RECORDS TO USE:
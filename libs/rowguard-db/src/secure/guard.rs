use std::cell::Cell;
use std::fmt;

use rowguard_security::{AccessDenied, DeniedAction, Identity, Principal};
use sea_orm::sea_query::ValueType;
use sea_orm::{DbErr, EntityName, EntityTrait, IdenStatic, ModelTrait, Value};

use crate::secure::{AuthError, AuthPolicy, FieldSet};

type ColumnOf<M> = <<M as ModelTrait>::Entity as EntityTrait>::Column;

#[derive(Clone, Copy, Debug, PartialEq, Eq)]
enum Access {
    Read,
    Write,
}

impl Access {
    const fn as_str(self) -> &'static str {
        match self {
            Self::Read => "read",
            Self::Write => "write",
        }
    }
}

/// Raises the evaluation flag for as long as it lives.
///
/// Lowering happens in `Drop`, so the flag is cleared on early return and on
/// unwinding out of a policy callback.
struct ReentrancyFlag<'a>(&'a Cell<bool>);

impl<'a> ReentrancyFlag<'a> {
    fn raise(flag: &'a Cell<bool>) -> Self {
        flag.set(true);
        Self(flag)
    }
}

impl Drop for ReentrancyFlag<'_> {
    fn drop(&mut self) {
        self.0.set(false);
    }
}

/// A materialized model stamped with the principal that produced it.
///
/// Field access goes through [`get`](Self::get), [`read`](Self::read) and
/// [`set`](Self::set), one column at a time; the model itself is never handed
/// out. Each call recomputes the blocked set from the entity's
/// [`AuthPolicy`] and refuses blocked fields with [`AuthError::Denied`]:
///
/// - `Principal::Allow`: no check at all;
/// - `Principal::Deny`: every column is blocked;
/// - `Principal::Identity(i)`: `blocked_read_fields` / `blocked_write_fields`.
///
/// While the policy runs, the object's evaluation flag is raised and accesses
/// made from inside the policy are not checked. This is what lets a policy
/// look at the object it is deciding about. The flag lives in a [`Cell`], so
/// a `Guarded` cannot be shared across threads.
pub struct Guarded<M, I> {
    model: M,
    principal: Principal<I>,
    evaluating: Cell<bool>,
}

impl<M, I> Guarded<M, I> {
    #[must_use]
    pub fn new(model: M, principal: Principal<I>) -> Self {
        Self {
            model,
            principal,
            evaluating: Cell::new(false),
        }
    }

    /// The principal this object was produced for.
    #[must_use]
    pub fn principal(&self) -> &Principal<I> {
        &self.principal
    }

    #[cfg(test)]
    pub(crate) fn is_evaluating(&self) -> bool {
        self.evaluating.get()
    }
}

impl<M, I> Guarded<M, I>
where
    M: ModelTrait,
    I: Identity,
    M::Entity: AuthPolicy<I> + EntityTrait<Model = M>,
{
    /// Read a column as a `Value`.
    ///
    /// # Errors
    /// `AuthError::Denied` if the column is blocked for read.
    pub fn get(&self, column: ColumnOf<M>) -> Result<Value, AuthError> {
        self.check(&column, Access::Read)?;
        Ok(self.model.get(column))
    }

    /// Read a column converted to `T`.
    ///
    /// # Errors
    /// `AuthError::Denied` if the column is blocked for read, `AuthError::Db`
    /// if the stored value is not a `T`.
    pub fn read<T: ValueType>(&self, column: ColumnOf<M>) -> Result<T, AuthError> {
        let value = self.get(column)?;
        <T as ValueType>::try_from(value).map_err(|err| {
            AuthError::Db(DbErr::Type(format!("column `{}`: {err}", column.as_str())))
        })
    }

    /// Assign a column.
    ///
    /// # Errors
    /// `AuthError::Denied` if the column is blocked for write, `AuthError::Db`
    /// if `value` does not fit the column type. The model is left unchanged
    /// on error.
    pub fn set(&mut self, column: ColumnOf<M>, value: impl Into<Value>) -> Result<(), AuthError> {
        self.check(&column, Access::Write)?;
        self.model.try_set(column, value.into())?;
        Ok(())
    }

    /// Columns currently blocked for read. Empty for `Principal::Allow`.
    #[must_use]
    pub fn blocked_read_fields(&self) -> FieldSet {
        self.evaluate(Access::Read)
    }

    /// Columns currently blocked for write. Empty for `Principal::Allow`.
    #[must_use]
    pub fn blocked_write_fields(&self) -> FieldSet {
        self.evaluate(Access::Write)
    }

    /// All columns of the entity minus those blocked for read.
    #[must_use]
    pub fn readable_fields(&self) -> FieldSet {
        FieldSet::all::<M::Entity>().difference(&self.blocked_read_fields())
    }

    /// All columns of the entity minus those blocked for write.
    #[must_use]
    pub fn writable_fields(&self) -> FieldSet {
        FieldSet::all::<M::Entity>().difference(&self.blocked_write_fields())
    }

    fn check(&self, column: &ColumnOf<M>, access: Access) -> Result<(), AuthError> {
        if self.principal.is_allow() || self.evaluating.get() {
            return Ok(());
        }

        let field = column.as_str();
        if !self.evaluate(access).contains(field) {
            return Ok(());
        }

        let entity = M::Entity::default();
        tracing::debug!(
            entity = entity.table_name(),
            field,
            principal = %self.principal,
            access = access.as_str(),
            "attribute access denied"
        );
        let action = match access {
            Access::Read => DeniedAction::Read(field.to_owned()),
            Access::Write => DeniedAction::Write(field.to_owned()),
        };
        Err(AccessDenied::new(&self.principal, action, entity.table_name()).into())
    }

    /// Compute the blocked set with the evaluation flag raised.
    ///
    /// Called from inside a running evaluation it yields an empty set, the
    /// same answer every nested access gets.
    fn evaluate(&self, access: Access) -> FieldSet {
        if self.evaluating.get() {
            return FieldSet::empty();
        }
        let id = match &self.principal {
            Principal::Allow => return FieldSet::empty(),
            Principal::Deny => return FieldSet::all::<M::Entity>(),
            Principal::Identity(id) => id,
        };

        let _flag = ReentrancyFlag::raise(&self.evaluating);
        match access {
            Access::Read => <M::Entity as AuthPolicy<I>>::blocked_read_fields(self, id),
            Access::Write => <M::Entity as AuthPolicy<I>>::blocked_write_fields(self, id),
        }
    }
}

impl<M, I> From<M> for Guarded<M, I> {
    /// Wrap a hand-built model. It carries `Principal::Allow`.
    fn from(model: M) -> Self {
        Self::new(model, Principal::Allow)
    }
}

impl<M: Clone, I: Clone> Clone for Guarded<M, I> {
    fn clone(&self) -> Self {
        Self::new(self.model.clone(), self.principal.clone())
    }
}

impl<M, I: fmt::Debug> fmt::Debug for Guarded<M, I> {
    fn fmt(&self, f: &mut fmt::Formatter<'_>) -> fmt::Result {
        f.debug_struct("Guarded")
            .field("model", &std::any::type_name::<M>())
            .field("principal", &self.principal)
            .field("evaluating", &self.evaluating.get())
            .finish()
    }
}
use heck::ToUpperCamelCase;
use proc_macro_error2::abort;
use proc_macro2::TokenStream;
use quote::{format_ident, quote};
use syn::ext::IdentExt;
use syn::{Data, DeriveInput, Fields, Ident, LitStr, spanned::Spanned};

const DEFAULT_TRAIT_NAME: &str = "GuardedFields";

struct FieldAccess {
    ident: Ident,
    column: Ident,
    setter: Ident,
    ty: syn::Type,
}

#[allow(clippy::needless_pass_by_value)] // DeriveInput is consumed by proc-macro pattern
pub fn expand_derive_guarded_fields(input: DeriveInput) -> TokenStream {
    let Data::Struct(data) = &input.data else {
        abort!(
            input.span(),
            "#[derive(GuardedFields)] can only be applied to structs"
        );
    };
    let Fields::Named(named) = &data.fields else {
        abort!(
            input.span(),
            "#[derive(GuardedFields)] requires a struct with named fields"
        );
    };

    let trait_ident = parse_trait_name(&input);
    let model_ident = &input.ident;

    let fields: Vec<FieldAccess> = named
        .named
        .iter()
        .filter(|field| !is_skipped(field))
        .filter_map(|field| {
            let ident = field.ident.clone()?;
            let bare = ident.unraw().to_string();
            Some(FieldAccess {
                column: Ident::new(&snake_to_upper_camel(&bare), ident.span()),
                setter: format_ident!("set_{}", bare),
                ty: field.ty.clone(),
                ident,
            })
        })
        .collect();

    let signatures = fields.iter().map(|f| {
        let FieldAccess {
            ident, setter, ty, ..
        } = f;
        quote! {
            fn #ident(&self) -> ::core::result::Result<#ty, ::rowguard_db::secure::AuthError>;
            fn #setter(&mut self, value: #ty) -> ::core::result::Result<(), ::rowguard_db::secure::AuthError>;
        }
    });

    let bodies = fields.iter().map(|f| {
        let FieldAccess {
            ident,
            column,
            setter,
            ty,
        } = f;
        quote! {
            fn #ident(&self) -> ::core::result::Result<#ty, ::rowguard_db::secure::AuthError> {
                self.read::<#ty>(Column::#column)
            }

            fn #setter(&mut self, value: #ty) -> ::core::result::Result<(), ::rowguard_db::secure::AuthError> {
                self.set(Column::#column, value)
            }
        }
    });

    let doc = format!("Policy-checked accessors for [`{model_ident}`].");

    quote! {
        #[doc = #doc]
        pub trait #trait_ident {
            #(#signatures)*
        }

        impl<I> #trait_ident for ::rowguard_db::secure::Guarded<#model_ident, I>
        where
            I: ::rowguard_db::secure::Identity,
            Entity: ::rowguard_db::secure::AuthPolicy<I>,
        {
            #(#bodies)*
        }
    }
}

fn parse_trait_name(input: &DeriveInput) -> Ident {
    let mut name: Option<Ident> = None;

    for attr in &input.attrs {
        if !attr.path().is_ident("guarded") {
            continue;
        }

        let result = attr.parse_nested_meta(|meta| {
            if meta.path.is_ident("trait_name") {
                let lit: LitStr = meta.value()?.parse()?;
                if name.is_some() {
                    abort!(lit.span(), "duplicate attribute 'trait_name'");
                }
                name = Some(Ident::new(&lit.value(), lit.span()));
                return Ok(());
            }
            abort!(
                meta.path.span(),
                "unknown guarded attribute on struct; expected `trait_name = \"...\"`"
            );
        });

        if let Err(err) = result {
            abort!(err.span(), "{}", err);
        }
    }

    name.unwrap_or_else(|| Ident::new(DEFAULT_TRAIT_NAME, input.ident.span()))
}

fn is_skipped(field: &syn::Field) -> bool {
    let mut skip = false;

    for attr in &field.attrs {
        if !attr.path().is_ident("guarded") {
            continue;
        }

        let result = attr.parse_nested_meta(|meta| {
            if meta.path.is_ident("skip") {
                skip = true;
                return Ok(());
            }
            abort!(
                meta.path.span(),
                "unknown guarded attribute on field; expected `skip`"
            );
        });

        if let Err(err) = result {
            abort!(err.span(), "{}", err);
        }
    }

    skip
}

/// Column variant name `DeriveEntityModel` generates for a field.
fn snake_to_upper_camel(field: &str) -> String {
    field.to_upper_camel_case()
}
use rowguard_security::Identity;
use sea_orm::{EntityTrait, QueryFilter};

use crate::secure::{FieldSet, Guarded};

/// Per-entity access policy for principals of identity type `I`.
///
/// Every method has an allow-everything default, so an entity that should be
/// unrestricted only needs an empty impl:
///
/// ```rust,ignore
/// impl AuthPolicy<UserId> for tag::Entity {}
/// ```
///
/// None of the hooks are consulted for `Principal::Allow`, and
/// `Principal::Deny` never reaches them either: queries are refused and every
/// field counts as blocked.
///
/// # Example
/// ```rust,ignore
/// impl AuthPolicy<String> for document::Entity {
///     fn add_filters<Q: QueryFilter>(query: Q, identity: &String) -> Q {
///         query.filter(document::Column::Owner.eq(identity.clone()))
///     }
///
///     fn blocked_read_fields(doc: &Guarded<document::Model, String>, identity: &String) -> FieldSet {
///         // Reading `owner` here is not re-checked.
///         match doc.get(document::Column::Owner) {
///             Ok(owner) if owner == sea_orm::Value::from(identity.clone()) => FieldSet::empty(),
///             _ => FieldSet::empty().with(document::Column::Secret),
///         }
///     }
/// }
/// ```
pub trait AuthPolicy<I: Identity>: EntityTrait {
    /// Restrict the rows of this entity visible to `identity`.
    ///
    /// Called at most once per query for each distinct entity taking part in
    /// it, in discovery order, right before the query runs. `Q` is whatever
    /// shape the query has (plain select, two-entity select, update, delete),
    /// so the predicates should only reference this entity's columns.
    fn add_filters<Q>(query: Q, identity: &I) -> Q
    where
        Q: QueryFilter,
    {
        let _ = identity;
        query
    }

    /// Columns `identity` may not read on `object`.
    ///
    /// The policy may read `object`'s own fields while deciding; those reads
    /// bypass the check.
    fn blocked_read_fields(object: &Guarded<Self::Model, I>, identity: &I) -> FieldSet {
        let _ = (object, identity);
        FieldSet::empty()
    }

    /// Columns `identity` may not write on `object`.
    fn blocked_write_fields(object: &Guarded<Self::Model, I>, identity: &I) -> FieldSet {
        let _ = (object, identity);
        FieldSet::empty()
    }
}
==
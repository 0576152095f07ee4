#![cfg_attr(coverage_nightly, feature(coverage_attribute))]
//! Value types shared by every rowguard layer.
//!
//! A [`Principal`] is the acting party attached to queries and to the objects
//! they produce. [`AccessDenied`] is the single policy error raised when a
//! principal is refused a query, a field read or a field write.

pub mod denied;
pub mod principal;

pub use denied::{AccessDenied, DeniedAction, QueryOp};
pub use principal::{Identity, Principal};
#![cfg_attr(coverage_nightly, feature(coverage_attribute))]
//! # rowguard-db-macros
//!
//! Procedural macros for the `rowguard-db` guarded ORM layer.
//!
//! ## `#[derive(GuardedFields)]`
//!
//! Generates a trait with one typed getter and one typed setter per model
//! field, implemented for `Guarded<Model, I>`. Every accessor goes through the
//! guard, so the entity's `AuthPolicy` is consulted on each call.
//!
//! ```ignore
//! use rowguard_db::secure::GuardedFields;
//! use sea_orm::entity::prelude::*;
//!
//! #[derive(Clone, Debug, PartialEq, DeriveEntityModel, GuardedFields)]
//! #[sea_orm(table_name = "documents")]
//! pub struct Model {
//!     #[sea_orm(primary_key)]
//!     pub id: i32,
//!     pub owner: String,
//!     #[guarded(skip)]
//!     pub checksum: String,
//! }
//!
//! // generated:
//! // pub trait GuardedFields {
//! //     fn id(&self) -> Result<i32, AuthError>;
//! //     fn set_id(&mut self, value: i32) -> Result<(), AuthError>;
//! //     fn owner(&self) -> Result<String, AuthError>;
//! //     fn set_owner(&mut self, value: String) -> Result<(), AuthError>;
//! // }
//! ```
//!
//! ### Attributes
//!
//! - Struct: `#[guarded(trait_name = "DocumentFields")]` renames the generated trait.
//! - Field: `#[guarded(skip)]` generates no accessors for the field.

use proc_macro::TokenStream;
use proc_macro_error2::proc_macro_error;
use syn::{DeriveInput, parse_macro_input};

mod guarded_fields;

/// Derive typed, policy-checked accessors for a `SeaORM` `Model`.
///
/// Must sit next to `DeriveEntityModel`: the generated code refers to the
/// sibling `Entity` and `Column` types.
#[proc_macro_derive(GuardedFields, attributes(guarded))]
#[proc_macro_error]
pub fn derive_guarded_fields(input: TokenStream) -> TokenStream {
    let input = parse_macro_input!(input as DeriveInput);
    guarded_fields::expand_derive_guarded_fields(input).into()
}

TASK DIRECTIONS:
A single number is required: the count of lines in the listing that contain the string "named".

RESPONSE AREA:
4